Quantum lower bounds for the collision and the element distinctness problems

Abstract

Given a function f as an oracle, the collision problem is to find two distinct inputs i and j such that f(i)=f(j), under the promise that such inputs exist. Since the security of many fundamental cryptographic primitives depends on the hardness of finding collisions, quantum lower bounds for the collision problem would provide evidence for the existence of cryptographic primitives that are immune to quantum cryptanalysis. In this paper, we prove that any quantum algorithm for finding a collision in an r-to-one function must evaluate the function Omega((n/r)^{1/3}) times, where n is the size of the domain and r|n. This improves the previous best lower bound of Omega((n/r)^{1/5}) evaluations due to Aaronson [quant-ph/0111102], and is tight up to a constant factor.
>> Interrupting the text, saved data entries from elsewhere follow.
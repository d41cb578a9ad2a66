//! The LLM seam: request/response types and the [`LlmProvider`] trait that
//! the cognitive pipeline's triage stage calls through (spec.md §4.9).
//!
//! No concrete provider client lives here; wiring a real Anthropic/OpenAI/
//! local-model backend is left to the embedding application (spec.md §1).

mod client;
mod error;
mod types;

pub use client::LlmProvider;
pub use error::LlmError;
pub use types::{
    CompletionRequest, CompletionResponse, ContentBlock, Message, MessageContent, Role, StopReason, StreamChunk,
    TokenUsage, ToolCall, ToolDefinition,
};

#[cfg(test)]
pub use client::mock::MockLlmProvider;
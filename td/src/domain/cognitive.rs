//! Cognitive result, per spec.md §3.

use std::collections::HashMap;

/// Recommended model tier for handling a request, produced alongside the
/// complexity score (spec.md §3, §4.2).
#[derive(Debug, Clone, Copy, PartialEq, Eq)]
pub enum ModelTier {
    /// Cheap/local model is sufficient.
    Local,
    /// Mid-sized cloud model.
    Standard,
    /// Largest available ("frontier") model, used when no template matched
    /// or complexity is high.
    Frontier,
}

/// Output of the cognitive stage when a cognitive coordinator is configured
/// (spec.md §3, §4.2).
#[derive(Debug, Clone, Default)]
pub struct CognitiveResult {
    pub template_used: bool,
    pub template: Option<String>,
    pub template_match: Option<f32>,
    pub rendered_output: Option<String>,
    pub extracted_variables: HashMap<String, String>,
    pub distillation_triggered: bool,
    pub distillation_result: Option<String>,
    pub complexity_score: f32,
    pub needs_decomposition: bool,
    pub model_tier: Option<ModelTier>,
}

impl CognitiveResult {
    pub fn no_match(complexity_score: f32, needs_decomposition: bool) -> Self {
        Self {
            complexity_score,
            needs_decomposition,
            model_tier: Some(ModelTier::Frontier),
            ..Default::default()
        }
    }

    pub fn template_hit(template: impl Into<String>, similarity: f32, rendered: impl Into<String>) -> Self {
        Self {
            template_used: true,
            template: Some(template.into()),
            template_match: Some(similarity),
            rendered_output: Some(rendered.into()),
            model_tier: Some(ModelTier::Local),
            ..Default::default()
        }
    }
}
Our result also implies a quantum lower bound of Omega(n^{2/3}) queries to the inputs for the element distinctness problem, which is to determine whether or not the given n real numbers are distinct. The previous best lower bound is Omega(sqrt{n}} queries in the black-box model; and Omega(sqrt{n}log{n}) comparisons in the comparisons-only model, due to H{\o}yer, Neerbek, and Shi [ICALP'01, quant-ph/0102078].